Incendie de la cathédrale Notre-Dame de Paris le 15 avril 2019.

Incendie de la cathédrale Notre-Dame de Paris le 15 avril 2019. © Mollona / Leemage

Depuis huit siècles, Notre-Dame de Paris domine l’île de la Cité. Sa silhouette familière dissimule une histoire qui reste en grande partie à découvrir. Le drame du 15 avril 2019 a imposé des opérations de sauvetage et signé l’ouverture d’un chantier scientifique qui vise une connaissance complète de l’édifice afin d’en permettre la parfaite restauration.

Les auteurs de ce dossier sont : Arnaud Ybert, Yves Gallet, Frédéric Épaud, Olivier Poisson, Stephan Albrecht, Caroline Bruzelius, Lindsay Cook et Stéphanie Daussy, respectivement président et membres de l’Association des scientifiques pour Notre-Dame ; Philippe Villeneuve, Aline Magnien, Marie-Hélène Didier et Dominique Garcia.

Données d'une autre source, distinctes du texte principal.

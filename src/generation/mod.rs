//! Transcript generation through a hosted chat-completions model.

use async_trait::async_trait;
use thiserror::Error;
use tracing::info;

use crate::config::GenerationConfig;
use crate::prompt::Prompt;

mod chat_completions;

pub use chat_completions::ChatCompletionsClient;

/// Errors returned by the generation collaborator.
#[derive(Debug, Error)]
pub enum GenerationError {
    #[error("no API key configured; set generation.api_key or GROQ_APIKEY")]
    MissingApiKey,

    #[error("HTTP request failed: {0}")]
    Request(String),

    #[error("generation request timed out")]
    Timeout,

    #[error("generation API returned {status}: {message}")]
    Status { status: u16, message: String },

    #[error("failed to parse generation response: {0}")]
    Parse(String),

    #[error("generation API returned an empty response")]
    EmptyResponse,
}

impl From<reqwest::Error> for GenerationError {
    fn from(e: reqwest::Error) -> Self {
        if e.is_timeout() {
            GenerationError::Timeout
        } else {
            GenerationError::Request(e.to_string())
        }
    }
}

/// Produces a raw transcript for a prompt. One call, no retries.
#[async_trait]
pub trait TranscriptGenerator: Send + Sync {
    fn name(&self) -> &'static str;

    async fn generate(&self, prompt: &Prompt) -> Result<String, GenerationError>;
}

/// Build the configured generator.
pub fn build_generator(
    config: &GenerationConfig,
) -> Result<Box<dyn TranscriptGenerator>, GenerationError> {
    let generator = ChatCompletionsClient::from_config(config)?;
    info!("Using {} for generation", generator.name());
    Ok(Box::new(generator))
}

Ce dossier a été coordonné par Olivier Poisson, inspecteur général des Monuments historiques honoraire et membre de l’Association des scientifiques pour Notre-Dame. La rédaction le remercie chaleureusement pour sa précieuse contribution.

Vue aérienne de Notre-Dame. Détail des échafaudages installés à la croisée du transept.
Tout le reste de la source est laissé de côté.